→ INSTRUCTIONS TO FOLLOW: Each line below must be printed again exactly.

→ DATA UNDER STUDY:
//! Dynamic keyword engine.
//!
//! Modules publish keyword declarations as metadata; this crate discovers
//! them without running module code, binds them to module implementations,
//! compiles keyword invocations into fragments and executes those fragments
//! against an explicit scope context.

pub mod binder;
pub mod compile;
pub mod db;
pub mod discovery;
pub mod logging;
pub mod metadata;
pub mod model;
pub mod registry;
pub mod repo;
pub mod runtime;

pub use binder::{
    bind, BindResult, Binder, BindingError, BoundForest, Hook, HookError, HookSet, KeywordType,
    KeywordTypeDef, LoadedModule, ModuleLoader, ParseError, RuntimeInfo, StaticModule,
    StaticModuleLoader,
};
pub use compile::{
    CompileError, CompileResult, Expr, Fragment, InvocationError, InvocationErrorKind,
    KeywordCompiler, KeywordInvocation, SourceSpan, Statement,
};
pub use db::{open_db, open_db_in_memory, write_module_metadata, DbError, DbResult};
pub use discovery::{discover_keywords, DiscoveryError, DiscoveryResult};
pub use logging::{default_log_level, init_logging, logging_status};
pub use model::spec::{BodyMode, KeywordSpec, ModuleRef, UseMode};
pub use model::value::{TypeConstraint, Value};
pub use registry::{KeywordRegistry, ModuleReport, RegistryError};
pub use repo::metadata_repo::{
    MetadataError, MetadataRepository, MetadataResult, SqliteMetadataRepository,
};
pub use runtime::{execute, ExecutionContext, ExecutionError, KeywordInstance, ScopeContext, ScopeFrame};

/// Returns the core crate version.
pub fn core_version() -> &'static str {
    env!("CARGO_PKG_VERSION")
}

→ SOLUTION TO THE EXERCISE:
//! Dynamic keyword engine.
//!
//! Modules publish keyword declarations as metadata; this crate discovers
//! them without running module code, binds them to module implementations,
//! compiles keyword invocations into fragments and executes those fragments
//! against an explicit scope context.

pub mod binder;
pub mod compile;
pub mod db;
pub mod discovery;
pub mod logging;
pub mod metadata;
pub mod model;
pub mod registry;
pub mod repo;
pub mod runtime;

pub use binder::{
    bind, BindResult, Binder, BindingError, BoundForest, Hook, HookError, HookSet, KeywordType,
    KeywordTypeDef, LoadedModule, ModuleLoader, ParseError, RuntimeInfo, StaticModule,
    StaticModuleLoader,
};
pub use compile::{
    CompileError, CompileResult, Expr, Fragment, InvocationError, InvocationErrorKind,
    KeywordCompiler, KeywordInvocation, SourceSpan, Statement,
};
pub use db::{open_db, open_db_in_memory, write_module_metadata, DbError, DbResult};
pub use discovery::{discover_keywords, DiscoveryError, DiscoveryResult};
pub use logging::{default_log_level, init_logging, logging_status};
pub use model::spec::{BodyMode, KeywordSpec, ModuleRef, UseMode};
pub use model::value::{TypeConstraint, Value};
pub use registry::{KeywordRegistry, ModuleReport, RegistryError};
pub use repo::metadata_repo::{
    MetadataError, MetadataRepository, MetadataResult, SqliteMetadataRepository,
};
pub use runtime::{execute, ExecutionContext, ExecutionError, KeywordInstance, ScopeContext, ScopeFrame};

/// Returns the core crate version.
pub fn core_version() -> &'static str {
    env!("CARGO_PKG_VERSION")
}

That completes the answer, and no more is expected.